Alcohol and hepatotropic viruses cause the majority of liver cirrhosis in the Western World. Colchicine is an anti-inflammatory and anti-fibrotic medication. Several randomised clinical trials have addressed the question whether colchicine has any efficacy in patients with alcoholic or non-alcoholic fibrosis and cirrhosis.

Objectives: 

To assess the beneficial and harmful effects of colchicine in patients with alcoholic or non-alcoholic fibrosis or cirrhosis, excluding patients with primary biliary cirrhosis.

Search strategy: 

The Cochrane Hepato-Biliary Group Controlled Trials Register, The Cochrane Controlled Trials Register on The Cochrane Library, MEDLINE, EMBASE, Science Citation Index Expanded, and full text searches were combined (September 2004). Manufacturers and researchers in the field were also contacted.

Selection criteria: 

We included randomised trials irrespective of blinding, language, or publication status comparing per oral colchicine with placebo or no intervention for patients with fibrosis or cirrhosis induced by either alcohol, virus, or unknown factors (cryptogenic).

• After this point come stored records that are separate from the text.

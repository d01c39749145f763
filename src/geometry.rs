#[derive(Clone, Copy, Debug, Default, PartialEq)]
/// Position in source-image pixel space.
pub struct Point {
    pub x: f64,
    pub y: f64,
}

impl Point {
    pub const fn new(x: f64, y: f64) -> Self {
        Self { x, y }
    }

    fn lerp(self, to: Point, t: f64) -> Point {
        Point {
            x: self.x + (to.x - self.x) * t,
            y: self.y + (to.y - self.y) * t,
        }
    }

    fn distance_sq(self, other: Point) -> f64 {
        let dx = self.x - other.x;
        let dy = self.y - other.y;
        dx * dx + dy * dy
    }

    pub fn is_finite(self) -> bool {
        self.x.is_finite() && self.y.is_finite()
    }
}

#[derive(Clone, Copy, Debug, PartialEq, Eq, Hash)]
/// Control point label, in declaration order.
pub enum Corner {
    A,
    B,
    C,
    D,
}

impl Corner {
    pub const ALL: [Corner; 4] = [Corner::A, Corner::B, Corner::C, Corner::D];

    pub fn label(self) -> &'static str {
        match self {
            Corner::A => "A",
            Corner::B => "B",
            Corner::C => "C",
            Corner::D => "D",
        }
    }

    /// Placement cycle used by click-to-place editing.
    pub fn next(self) -> Corner {
        match self {
            Corner::A => Corner::B,
            Corner::B => Corner::C,
            Corner::C => Corner::D,
            Corner::D => Corner::A,
        }
    }
}

#[derive(Clone, Copy, Debug, Default, PartialEq)]
/// Source region to unwarp: top-left, top-right, bottom-right, bottom-left.
///
/// `A -> B` is the `v = 0` edge and `D -> C` the `v = 1` edge. Corners may
/// sit outside the image; samplers clamp.
pub struct Quad {
    pub a: Point,
    pub b: Point,
    pub c: Point,
    pub d: Point,
}

impl Quad {
    pub const fn new(a: Point, b: Point, c: Point, d: Point) -> Self {
        Self { a, b, c, d }
    }

    /// Default selection for a freshly opened image: inset to 25%/75%.
    pub fn centered(width: u32, height: u32) -> Self {
        let w = width as f64;
        let h = height as f64;
        Self {
            a: Point::new(w / 4.0, h / 4.0),
            b: Point::new(w * 3.0 / 4.0, h / 4.0),
            c: Point::new(w * 3.0 / 4.0, h * 3.0 / 4.0),
            d: Point::new(w / 4.0, h * 3.0 / 4.0),
        }
    }

    /// Quad covering the whole image; warping with it is the identity.
    pub fn full_image(width: u32, height: u32) -> Self {
        let w = width as f64;
        let h = height as f64;
        Self {
            a: Point::new(0.0, 0.0),
            b: Point::new(w, 0.0),
            c: Point::new(w, h),
            d: Point::new(0.0, h),
        }
    }

    pub fn corner(&self, corner: Corner) -> Point {
        match corner {
            Corner::A => self.a,
            Corner::B => self.b,
            Corner::C => self.c,
            Corner::D => self.d,
        }
    }

    /// Returns a copy with one corner replaced; the others are untouched.
    pub fn with_corner(self, corner: Corner, point: Point) -> Quad {
        let mut next = self;
        match corner {
            Corner::A => next.a = point,
            Corner::B => next.b = point,
            Corner::C => next.c = point,
            Corner::D => next.d = point,
        }
        next
    }

    pub fn points(&self) -> [Point; 4] {
        [self.a, self.b, self.c, self.d]
    }

    pub fn is_finite(&self) -> bool {
        self.points().iter().all(|p| p.is_finite())
    }

    /// Corner coordinates as `ax, ay, bx, by, cx, cy, dx, dy`.
    pub fn to_uniform(&self) -> [f32; 8] {
        [
            self.a.x as f32,
            self.a.y as f32,
            self.b.x as f32,
            self.b.y as f32,
            self.c.x as f32,
            self.c.y as f32,
            self.d.x as f32,
            self.d.y as f32,
        ]
    }
}

/// Bilinear patch interpolation: `u` sweeps the top/bottom edges, `v` blends
/// between them. No bounds checking.
pub fn bilinear_sample(quad: &Quad, u: f64, v: f64) -> Point {
    let ab = quad.a.lerp(quad.b, u);
    let dc = quad.d.lerp(quad.c, u);
    ab.lerp(dc, v)
}

/// Corner closest to `p`. Ties go to the earliest corner in `A, B, C, D`.
pub fn nearest_control_point(quad: &Quad, p: Point) -> Corner {
    let mut best = Corner::A;
    let mut best_dist = quad.a.distance_sq(p);
    for corner in &Corner::ALL[1..] {
        let dist = quad.corner(*corner).distance_sq(p);
        if dist < best_dist {
            best = *corner;
            best_dist = dist;
        }
    }
    best
}

#[derive(Clone, Copy, Debug, PartialEq)]
/// On-screen rectangle the source image is drawn into.
pub struct ViewportRect {
    pub left: f64,
    pub top: f64,
    pub width: f64,
    pub height: f64,
}

/// Maps a pointer position in screen units to image pixels, floored.
///
/// Returns `None` when the viewport has no usable extent.
pub fn to_image_space(
    pointer: Point,
    viewport: ViewportRect,
    image_width: u32,
    image_height: u32,
) -> Option<Point> {
    let usable = |extent: f64| extent.is_finite() && extent > 0.0;
    if !usable(viewport.width) || !usable(viewport.height) {
        return None;
    }
    let x = ((pointer.x - viewport.left) / viewport.width * image_width as f64).floor();
    let y = ((pointer.y - viewport.top) / viewport.height * image_height as f64).floor();
    Some(Point::new(x, y))
}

Data collection and analysis: 

The statistical package (RevMan Analyses) provided by The Cochrane Collaboration was used. The methodological quality of the randomised clinical trials was evaluated.

Main results: 

We could include 15 randomised clinical trials with 1714 patients. We found no significant effects of colchicine versus placebo/no intervention on mortality (relative risks (RR) 1.00, 95% confidence interval (CI) 0.87 to 1.16), liver-related mortality (RR 1.08, 95% CI 0.88 to 1.33), complications (RR 1.01, 95% CI 0.74 to 1.38), liver biochemistry, liver histology, or alcohol consumption (RR 1.03, 95% CI 0.77 to 1.39). Colchicine was associated with a significantly increased risk of serious adverse events (RR 8.38, 95% CI 1.08 to 65,2) and non-serious adverse events (RR 4.35, 95% CI 2.16 to 8.77).